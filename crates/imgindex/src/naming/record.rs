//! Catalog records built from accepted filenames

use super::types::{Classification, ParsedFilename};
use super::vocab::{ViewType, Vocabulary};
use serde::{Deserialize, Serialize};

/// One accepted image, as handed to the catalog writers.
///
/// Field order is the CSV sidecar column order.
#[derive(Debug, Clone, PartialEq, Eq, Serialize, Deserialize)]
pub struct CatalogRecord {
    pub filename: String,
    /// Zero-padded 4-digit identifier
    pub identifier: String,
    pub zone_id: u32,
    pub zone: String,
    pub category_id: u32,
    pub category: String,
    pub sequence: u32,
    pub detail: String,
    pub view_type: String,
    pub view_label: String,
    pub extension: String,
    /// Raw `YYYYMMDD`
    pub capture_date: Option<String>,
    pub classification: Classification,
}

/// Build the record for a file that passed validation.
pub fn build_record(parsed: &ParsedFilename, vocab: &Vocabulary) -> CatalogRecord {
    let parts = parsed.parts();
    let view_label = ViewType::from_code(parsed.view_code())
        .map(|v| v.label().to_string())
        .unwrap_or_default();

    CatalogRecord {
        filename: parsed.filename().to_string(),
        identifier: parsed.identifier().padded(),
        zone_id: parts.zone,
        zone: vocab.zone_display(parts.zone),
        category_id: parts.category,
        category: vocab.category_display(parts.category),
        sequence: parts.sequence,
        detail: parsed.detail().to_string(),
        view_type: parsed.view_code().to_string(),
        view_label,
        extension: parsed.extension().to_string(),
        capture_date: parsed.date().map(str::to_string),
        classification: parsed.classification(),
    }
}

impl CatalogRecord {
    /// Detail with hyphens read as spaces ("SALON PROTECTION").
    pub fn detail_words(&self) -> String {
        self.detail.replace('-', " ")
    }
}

──────────

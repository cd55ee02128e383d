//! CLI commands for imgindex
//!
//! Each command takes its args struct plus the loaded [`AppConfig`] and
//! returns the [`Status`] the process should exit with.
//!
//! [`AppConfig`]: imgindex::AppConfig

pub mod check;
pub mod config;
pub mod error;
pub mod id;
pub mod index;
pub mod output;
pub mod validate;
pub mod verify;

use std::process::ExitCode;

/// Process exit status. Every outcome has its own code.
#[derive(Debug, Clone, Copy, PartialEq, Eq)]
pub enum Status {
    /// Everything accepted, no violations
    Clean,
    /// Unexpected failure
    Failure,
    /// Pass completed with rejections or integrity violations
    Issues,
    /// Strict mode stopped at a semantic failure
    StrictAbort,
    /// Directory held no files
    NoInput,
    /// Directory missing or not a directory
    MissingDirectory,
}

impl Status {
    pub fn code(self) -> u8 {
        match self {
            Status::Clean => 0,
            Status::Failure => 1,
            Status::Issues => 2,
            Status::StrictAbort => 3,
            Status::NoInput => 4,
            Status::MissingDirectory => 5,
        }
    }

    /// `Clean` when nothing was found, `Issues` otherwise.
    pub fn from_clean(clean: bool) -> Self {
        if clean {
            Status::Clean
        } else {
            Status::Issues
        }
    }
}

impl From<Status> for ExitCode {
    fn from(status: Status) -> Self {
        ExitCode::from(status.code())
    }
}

──────────

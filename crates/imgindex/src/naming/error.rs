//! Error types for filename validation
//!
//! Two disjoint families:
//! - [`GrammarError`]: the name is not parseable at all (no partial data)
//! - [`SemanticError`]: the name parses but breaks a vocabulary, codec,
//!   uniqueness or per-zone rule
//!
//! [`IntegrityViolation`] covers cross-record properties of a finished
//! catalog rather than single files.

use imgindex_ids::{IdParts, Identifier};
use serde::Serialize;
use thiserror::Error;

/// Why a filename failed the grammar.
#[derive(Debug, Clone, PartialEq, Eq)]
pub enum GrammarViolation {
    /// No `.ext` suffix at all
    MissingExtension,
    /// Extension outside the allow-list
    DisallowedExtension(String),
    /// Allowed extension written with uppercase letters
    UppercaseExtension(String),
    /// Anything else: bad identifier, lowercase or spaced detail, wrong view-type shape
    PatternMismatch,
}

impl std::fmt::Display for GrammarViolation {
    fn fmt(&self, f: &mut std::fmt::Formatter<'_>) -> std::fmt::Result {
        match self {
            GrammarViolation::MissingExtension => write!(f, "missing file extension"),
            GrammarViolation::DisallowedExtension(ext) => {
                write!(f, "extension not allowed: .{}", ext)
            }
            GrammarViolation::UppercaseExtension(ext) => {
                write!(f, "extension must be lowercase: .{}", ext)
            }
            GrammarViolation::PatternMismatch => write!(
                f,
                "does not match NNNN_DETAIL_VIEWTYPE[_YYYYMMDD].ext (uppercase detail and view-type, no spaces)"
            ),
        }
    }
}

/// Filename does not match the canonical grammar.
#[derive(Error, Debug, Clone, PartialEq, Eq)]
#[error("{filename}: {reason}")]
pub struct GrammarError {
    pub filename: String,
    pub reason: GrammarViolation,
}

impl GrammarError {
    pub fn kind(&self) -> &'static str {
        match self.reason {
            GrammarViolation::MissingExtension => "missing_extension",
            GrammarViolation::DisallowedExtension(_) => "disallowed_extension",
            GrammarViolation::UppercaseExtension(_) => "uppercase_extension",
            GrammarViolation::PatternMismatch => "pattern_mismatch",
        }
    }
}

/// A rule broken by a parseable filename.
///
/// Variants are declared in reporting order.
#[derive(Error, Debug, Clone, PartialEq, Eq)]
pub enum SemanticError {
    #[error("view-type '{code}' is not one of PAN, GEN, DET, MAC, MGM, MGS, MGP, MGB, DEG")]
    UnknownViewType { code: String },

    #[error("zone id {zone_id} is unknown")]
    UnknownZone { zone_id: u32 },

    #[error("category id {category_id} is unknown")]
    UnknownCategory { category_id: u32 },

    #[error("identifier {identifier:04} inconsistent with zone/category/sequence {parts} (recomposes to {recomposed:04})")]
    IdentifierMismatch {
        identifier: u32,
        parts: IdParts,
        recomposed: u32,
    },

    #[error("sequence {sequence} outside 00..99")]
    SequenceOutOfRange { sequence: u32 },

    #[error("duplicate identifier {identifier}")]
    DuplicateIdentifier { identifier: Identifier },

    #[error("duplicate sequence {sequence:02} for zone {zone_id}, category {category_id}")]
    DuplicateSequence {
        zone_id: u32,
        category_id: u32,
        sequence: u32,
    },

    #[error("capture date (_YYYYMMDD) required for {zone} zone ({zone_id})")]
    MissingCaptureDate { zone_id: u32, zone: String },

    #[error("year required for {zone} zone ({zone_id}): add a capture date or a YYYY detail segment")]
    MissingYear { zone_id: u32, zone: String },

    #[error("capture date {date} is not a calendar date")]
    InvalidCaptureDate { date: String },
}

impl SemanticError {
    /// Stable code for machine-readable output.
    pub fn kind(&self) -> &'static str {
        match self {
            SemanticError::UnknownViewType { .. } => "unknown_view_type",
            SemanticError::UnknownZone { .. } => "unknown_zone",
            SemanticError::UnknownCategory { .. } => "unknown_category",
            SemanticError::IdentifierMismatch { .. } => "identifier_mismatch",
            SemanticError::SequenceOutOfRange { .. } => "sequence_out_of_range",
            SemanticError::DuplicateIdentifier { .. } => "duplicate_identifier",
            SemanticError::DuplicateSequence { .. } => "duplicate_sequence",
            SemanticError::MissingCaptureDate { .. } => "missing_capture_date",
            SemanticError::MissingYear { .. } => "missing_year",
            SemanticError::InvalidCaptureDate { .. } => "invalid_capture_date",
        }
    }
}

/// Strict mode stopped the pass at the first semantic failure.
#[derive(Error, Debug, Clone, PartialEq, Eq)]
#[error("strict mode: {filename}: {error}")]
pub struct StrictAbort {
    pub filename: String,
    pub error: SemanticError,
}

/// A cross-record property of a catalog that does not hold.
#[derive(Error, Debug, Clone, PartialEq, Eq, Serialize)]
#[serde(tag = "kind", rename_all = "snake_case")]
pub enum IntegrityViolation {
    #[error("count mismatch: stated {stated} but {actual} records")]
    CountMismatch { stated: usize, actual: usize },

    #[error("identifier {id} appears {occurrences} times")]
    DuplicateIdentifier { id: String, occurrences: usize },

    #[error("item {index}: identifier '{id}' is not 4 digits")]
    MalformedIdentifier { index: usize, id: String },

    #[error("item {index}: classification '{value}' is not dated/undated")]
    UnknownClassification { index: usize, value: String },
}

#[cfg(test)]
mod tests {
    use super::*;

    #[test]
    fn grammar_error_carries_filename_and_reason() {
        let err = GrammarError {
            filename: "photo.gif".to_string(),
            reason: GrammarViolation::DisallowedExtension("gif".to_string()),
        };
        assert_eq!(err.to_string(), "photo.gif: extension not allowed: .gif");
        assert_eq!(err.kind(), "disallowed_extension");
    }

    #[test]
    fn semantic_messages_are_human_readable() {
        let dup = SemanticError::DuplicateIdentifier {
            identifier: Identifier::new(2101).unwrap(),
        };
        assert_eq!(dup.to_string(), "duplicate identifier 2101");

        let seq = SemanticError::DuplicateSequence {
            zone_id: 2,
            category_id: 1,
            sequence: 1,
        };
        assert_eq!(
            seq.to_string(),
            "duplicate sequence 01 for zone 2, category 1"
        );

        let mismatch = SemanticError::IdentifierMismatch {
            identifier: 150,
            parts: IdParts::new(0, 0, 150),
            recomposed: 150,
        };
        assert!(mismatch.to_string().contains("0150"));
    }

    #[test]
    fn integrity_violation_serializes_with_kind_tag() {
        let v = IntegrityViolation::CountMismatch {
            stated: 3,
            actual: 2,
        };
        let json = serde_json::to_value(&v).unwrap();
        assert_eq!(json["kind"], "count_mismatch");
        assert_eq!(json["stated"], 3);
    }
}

──────────

The lines to copy are those in the listing that contain the word "occurrences".

### [TASK OUTPUT]
    #[error("identifier {id} appears {occurrences} times")]
    DuplicateIdentifier { id: String, occurrences: usize },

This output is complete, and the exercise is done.